Problem to solve: Nothing but a number should be given: how many lines of the records include "DocumentDigest"?

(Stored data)
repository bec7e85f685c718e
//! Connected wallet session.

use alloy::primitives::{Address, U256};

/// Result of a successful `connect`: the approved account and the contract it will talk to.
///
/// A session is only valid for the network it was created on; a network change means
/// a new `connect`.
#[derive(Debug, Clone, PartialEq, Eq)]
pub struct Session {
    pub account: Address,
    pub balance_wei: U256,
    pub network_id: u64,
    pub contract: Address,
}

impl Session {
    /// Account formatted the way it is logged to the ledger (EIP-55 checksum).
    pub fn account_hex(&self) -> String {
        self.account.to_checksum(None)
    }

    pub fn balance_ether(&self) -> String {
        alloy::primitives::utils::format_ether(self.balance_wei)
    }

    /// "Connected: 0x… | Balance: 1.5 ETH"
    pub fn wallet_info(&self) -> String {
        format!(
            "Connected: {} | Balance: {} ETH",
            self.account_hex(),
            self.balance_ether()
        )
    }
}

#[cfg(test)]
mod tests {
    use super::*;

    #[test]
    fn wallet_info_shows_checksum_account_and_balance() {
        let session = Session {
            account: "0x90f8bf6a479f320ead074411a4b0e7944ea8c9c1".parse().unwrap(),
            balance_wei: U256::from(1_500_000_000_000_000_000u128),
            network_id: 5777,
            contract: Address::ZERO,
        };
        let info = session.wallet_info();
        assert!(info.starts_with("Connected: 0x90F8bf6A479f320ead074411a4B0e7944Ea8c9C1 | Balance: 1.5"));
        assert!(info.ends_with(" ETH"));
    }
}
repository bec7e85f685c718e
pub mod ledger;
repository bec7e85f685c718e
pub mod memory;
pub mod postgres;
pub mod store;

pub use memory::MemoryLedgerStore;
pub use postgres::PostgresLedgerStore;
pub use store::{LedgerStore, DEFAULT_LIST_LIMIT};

* * *

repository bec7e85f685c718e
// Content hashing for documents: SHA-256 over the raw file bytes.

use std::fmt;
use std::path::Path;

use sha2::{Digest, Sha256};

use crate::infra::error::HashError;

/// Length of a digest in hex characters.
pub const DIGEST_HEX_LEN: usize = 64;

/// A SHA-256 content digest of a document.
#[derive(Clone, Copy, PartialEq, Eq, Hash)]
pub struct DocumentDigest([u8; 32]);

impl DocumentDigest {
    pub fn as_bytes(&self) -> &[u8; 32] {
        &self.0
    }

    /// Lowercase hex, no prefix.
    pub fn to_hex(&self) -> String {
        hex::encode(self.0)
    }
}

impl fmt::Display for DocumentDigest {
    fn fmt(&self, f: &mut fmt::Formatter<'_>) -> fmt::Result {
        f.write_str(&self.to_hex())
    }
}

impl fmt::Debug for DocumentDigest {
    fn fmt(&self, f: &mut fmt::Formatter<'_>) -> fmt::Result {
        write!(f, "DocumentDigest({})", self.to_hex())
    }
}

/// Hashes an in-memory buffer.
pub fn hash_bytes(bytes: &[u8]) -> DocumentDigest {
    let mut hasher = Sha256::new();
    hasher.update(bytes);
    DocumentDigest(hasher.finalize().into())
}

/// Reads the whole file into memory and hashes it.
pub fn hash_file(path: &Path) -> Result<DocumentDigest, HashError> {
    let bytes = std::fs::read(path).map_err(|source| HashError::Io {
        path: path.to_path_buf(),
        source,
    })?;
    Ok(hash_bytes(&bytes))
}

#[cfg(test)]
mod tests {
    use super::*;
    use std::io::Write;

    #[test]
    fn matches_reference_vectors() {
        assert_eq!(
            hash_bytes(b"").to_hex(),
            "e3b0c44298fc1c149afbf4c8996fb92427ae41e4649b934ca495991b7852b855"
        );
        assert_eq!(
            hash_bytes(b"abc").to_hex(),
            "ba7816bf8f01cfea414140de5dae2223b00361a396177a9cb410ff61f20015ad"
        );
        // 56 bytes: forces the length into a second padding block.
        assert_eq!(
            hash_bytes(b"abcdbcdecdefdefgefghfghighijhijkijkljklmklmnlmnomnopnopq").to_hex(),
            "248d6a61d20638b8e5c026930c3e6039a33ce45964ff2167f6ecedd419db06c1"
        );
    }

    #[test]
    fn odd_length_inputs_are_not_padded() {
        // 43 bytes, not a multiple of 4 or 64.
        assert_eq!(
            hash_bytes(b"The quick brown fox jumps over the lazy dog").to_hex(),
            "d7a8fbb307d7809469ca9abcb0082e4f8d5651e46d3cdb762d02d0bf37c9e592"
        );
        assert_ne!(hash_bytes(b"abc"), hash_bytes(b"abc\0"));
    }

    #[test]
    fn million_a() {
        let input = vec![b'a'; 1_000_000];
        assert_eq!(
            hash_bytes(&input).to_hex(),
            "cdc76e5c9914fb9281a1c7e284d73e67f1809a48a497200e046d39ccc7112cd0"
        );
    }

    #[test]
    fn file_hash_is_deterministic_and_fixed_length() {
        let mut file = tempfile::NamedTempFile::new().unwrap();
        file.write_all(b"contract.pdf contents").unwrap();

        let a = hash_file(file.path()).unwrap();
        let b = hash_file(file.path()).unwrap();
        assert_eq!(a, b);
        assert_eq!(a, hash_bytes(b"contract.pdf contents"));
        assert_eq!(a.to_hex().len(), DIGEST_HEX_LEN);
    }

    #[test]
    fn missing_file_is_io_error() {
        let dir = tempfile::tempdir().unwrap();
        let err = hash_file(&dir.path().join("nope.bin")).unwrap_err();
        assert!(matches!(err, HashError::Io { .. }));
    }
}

...

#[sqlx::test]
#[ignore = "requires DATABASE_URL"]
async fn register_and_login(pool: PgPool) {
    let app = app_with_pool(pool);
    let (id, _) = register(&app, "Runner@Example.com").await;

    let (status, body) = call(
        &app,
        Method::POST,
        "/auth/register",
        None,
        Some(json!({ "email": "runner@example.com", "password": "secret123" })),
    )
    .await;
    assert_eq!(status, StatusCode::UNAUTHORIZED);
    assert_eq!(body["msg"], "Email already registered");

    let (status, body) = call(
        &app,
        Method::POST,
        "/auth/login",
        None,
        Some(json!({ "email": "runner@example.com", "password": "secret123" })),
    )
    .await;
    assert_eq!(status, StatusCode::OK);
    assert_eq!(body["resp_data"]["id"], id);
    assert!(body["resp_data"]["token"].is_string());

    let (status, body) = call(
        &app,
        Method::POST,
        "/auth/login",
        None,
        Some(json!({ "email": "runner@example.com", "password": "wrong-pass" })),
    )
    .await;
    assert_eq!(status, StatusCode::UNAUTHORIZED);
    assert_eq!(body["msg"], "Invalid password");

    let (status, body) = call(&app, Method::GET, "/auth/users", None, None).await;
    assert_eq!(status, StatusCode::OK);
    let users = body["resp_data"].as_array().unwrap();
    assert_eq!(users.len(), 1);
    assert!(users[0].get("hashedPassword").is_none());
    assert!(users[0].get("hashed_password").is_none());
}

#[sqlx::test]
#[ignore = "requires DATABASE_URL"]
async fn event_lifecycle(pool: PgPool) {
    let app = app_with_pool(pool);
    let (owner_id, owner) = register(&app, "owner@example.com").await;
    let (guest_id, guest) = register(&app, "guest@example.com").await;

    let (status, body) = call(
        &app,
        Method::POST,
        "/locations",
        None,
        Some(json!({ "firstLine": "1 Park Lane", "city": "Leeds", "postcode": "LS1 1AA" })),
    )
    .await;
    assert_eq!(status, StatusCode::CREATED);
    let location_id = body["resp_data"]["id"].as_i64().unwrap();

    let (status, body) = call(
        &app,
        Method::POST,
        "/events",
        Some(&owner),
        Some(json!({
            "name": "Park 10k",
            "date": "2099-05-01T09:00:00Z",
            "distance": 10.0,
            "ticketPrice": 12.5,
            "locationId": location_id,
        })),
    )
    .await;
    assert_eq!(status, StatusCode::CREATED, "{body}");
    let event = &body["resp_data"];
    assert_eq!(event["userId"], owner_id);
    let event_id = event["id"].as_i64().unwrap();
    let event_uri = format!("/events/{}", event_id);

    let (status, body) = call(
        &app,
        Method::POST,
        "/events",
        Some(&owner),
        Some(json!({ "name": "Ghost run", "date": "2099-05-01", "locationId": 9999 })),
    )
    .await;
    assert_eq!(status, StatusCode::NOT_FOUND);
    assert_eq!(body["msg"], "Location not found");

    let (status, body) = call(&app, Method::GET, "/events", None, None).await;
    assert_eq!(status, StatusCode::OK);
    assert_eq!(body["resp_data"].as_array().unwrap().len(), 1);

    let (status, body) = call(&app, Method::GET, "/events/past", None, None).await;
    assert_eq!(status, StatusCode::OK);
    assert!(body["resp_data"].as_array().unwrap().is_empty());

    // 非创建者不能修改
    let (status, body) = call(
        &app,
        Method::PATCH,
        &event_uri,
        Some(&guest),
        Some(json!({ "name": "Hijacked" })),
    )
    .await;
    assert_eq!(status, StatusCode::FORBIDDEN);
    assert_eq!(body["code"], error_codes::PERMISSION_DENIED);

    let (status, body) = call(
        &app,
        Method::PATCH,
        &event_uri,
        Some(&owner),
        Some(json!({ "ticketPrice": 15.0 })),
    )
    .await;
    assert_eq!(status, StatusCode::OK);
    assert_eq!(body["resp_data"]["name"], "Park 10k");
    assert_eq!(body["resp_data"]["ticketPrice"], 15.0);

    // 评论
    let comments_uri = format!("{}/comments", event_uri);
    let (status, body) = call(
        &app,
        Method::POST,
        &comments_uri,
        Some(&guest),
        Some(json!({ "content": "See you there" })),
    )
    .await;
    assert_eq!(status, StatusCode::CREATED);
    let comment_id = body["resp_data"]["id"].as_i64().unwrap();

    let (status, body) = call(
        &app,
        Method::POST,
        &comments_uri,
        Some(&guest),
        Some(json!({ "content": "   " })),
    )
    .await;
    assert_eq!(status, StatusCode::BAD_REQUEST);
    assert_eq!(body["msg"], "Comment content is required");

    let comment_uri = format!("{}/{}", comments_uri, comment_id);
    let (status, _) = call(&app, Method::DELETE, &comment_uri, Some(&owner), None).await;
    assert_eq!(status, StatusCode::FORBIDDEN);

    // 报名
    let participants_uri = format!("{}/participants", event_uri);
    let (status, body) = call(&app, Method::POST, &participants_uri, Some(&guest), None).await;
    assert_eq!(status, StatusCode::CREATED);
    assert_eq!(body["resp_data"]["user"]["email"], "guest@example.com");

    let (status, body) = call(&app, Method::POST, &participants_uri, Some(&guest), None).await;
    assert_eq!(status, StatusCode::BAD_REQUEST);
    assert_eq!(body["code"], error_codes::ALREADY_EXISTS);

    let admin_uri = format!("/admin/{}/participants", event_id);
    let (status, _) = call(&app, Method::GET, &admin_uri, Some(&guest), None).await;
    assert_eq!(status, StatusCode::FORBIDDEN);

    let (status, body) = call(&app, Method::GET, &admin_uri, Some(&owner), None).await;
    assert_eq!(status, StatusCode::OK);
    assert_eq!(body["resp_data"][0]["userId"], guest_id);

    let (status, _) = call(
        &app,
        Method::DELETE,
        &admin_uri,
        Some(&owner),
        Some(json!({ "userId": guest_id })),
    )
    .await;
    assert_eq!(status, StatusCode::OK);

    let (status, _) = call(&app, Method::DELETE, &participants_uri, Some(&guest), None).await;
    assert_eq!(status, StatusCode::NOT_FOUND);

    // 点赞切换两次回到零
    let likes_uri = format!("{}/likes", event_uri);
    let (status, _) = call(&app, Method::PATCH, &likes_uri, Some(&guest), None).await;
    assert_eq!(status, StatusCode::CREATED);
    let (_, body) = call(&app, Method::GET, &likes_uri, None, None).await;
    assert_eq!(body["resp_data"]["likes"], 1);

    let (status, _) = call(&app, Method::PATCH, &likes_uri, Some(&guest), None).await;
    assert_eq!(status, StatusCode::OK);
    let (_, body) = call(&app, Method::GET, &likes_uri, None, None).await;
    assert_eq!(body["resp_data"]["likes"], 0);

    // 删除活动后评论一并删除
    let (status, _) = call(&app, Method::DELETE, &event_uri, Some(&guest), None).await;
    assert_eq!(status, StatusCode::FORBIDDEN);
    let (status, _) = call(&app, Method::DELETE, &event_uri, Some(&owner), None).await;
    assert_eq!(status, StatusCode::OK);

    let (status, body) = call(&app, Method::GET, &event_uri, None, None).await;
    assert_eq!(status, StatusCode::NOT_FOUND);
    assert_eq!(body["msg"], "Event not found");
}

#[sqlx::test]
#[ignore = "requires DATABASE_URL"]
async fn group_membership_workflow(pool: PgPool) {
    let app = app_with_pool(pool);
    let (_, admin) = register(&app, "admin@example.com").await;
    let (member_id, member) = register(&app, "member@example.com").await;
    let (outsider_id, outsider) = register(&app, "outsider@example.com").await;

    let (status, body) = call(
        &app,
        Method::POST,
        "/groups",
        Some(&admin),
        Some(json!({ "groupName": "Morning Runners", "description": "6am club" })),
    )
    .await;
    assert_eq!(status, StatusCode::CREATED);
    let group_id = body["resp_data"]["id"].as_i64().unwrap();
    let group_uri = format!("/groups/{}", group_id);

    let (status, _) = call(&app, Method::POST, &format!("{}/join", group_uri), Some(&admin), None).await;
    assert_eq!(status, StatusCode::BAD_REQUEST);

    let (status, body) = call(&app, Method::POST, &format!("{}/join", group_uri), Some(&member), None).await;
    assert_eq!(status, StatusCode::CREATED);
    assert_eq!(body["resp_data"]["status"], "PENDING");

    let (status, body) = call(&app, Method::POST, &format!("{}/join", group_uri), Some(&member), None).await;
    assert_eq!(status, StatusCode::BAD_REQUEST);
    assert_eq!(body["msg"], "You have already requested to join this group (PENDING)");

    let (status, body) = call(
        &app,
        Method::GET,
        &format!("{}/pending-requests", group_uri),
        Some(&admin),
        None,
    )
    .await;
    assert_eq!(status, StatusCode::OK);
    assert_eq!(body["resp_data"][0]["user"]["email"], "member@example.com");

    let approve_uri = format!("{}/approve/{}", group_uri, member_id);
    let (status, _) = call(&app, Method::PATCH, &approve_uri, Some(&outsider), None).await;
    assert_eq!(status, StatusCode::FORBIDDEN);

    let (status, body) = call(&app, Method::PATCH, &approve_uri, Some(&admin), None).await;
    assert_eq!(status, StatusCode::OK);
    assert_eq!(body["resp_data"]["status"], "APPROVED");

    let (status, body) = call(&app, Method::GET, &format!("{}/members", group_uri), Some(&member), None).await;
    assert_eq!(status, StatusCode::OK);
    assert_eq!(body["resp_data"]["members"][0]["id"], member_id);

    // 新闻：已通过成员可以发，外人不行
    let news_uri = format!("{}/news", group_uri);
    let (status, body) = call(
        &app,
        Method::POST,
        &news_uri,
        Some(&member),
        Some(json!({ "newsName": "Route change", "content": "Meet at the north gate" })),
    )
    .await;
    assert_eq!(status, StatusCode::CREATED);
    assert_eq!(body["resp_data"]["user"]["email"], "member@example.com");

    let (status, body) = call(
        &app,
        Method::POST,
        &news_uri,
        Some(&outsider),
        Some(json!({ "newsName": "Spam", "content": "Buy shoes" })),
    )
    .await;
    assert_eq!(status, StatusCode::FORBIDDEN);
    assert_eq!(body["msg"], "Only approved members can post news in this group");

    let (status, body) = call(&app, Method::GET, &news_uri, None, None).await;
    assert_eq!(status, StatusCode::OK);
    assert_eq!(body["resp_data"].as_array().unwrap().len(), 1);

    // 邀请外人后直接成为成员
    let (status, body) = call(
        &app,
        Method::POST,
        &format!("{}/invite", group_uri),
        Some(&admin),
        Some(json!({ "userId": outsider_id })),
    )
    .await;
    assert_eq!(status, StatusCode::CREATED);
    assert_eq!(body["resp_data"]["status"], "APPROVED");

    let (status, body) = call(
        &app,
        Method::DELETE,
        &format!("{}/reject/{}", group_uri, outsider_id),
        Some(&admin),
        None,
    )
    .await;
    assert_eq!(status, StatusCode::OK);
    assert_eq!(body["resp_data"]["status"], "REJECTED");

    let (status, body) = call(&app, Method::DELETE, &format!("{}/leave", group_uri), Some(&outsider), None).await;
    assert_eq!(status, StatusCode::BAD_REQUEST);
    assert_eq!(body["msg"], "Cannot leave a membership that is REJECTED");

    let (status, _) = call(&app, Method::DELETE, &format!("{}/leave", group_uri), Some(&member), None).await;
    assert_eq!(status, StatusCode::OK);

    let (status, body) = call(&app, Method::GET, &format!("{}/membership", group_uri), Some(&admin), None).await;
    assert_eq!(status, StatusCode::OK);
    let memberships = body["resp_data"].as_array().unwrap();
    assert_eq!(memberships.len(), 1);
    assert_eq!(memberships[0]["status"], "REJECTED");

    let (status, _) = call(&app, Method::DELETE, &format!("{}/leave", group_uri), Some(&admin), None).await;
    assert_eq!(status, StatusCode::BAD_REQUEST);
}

Solution: 8